# Problem statement
Word for word, set down every line of the entries below from the line with "let sample_rate = spec.sample_rate" to the line with "the sample count", including both, and no other line.

Stored items:
————
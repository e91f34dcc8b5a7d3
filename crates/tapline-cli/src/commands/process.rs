//! File-based delay processing command.

use clap::Args;
use indicatif::{ProgressBar, ProgressStyle};
use std::path::PathBuf;
use tapline_core::{BlockGain, BlockProcessor, FixedDelay};
use tapline_io::{WavSpec, read_wav_planar, render_through, write_wav_planar};

#[derive(Args)]
pub struct ProcessArgs {
    /// Input WAV file
    #[arg(value_name = "INPUT")]
    input: PathBuf,

    /// Output WAV file
    #[arg(value_name = "OUTPUT")]
    output: PathBuf,

    /// Delay time in milliseconds (0 or negative bypasses)
    #[arg(short, long)]
    delay_ms: f32,

    /// Output gain in dB, applied after the delay
    #[arg(short, long, allow_negative_numbers = true)]
    gain_db: Option<f32>,

    /// Processing block size
    #[arg(long, default_value = "512")]
    block_size: usize,

    /// Output bit depth (16, 24, or 32)
    #[arg(long, default_value = "32")]
    bit_depth: u16,

    /// Truncate instead of appending the delayed tail
    #[arg(long)]
    no_tail: bool,
}

pub fn run(args: ProcessArgs) -> anyhow::Result<()> {
    anyhow::ensure!(args.block_size > 0, "block size must be non-zero");
    anyhow::ensure!(
        matches!(args.bit_depth, 16 | 24 | 32),
        "bit depth must be 16, 24, or 32"
    );

    println!("Reading {}...", args.input.display());
    let (mut channels, spec) = read_wav_planar(&args.input)?;
    let sample_rate = spec.sample_rate as f32;
    let num_frames = channels.first().map_or(0, Vec::len);

    println!(
        "  {} channel(s), {} frames, {} Hz, {:.2}s",
        channels.len(),
        num_frames,
        spec.sample_rate,
        num_frames as f32 / sample_rate
    );

    let mut delay = FixedDelay::new();
    delay.set_delay_seconds(args.delay_ms / 1000.0);
    if delay.is_bypassed() {
        println!("Delay <= 0 ms: bypassing (output equals input)");
    }

    // Geometry is known before rendering: prepare derives the sample count
    // from the requested time, render_through prepares again identically.
    delay.prepare(tapline_core::StreamSpec {
        sample_rate,
        num_channels: channels.len().max(1),
        max_block_size: args.block_size,
    });
    let tail = if args.no_tail { 0 } else { delay.delay_samples() };
    println!(
        "Delaying by {} sample(s) ({} ms tail {})",
        delay.delay_samples(),
        args.delay_ms,
        if tail > 0 { "appended" } else { "off" }
    );

    let total = (num_frames + tail) as u64;
    let pb = ProgressBar::new(total);
    pb.set_style(
        ProgressStyle::default_bar()
            .template("[{elapsed_precise}] [{bar:40.cyan/blue}] {pos}/{len} ({eta})")?
            .progress_chars("##-"),
    );

    render_through(
        &mut delay,
        &mut channels,
        sample_rate,
        args.block_size,
        tail,
        |done| pb.set_position(done as u64),
    );
    pb.finish_and_clear();

    if let Some(db) = args.gain_db {
        println!("Applying {} dB gain", db);
        let mut gain = BlockGain::from_db(db);
        render_through(
            &mut gain,
            &mut channels,
            sample_rate,
            args.block_size,
            0,
            |_| {},
        );
    }

    let out_spec = WavSpec {
        bits_per_sample: args.bit_depth,
        ..spec
    };
    write_wav_planar(&args.output, &channels, out_spec)?;
    println!("Wrote {}", args.output.display());

    Ok(())
}

#[cfg(test)]
mod tests {
    use super::*;
    use clap::Parser;

    #[derive(Parser)]
    struct Harness {
        #[command(flatten)]
        args: ProcessArgs,
    }

    #[test]
    fn test_gain_flag_parses() {
        let h = Harness::parse_from([
            "tapline", "in.wav", "out.wav", "--delay-ms", "10", "--gain-db", "-6",
        ]);
        assert_eq!(h.args.gain_db, Some(-6.0));

        let h = Harness::parse_from(["tapline", "in.wav", "out.wav", "--delay-ms", "10"]);
        assert_eq!(h.args.gain_db, None);
    }

    #[test]
    fn test_process_applies_delay_and_gain() {
        let dir = tempfile::tempdir().unwrap();
        let input = dir.path().join("in.wav");
        let output = dir.path().join("out.wav");

        let mut mono = vec![0.0f32; 10];
        mono[0] = 1.0;
        write_wav_planar(&input, &[mono], WavSpec { channels: 1, ..WavSpec::default() }).unwrap();

        run(ProcessArgs {
            input,
            output: output.clone(),
            delay_ms: 1.0, // 48 samples at 48 kHz
            gain_db: Some(-6.0),
            block_size: 16,
            bit_depth: 32,
            no_tail: false,
        })
        .unwrap();

        let (channels, _) = read_wav_planar(&output).unwrap();
        assert_eq!(channels[0].len(), 58); // 10 frames + 48-sample tail
        let expected = 10.0f32.powf(-6.0 / 20.0);
        assert!((channels[0][48] - expected).abs() < 1e-6, "got {}", channels[0][48]);
        assert_eq!(channels[0].iter().filter(|&&s| s != 0.0).count(), 1);
    }
}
————
# Exercise output
    let sample_rate = spec.sample_rate as f32;
    let num_frames = channels.first().map_or(0, Vec::len);

    println!(
        "  {} channel(s), {} frames, {} Hz, {:.2}s",
        channels.len(),
        num_frames,
        spec.sample_rate,
        num_frames as f32 / sample_rate
    );

    let mut delay = FixedDelay::new();
    delay.set_delay_seconds(args.delay_ms / 1000.0);
    if delay.is_bypassed() {
        println!("Delay <= 0 ms: bypassing (output equals input)");
    }

    // Geometry is known before rendering: prepare derives the sample count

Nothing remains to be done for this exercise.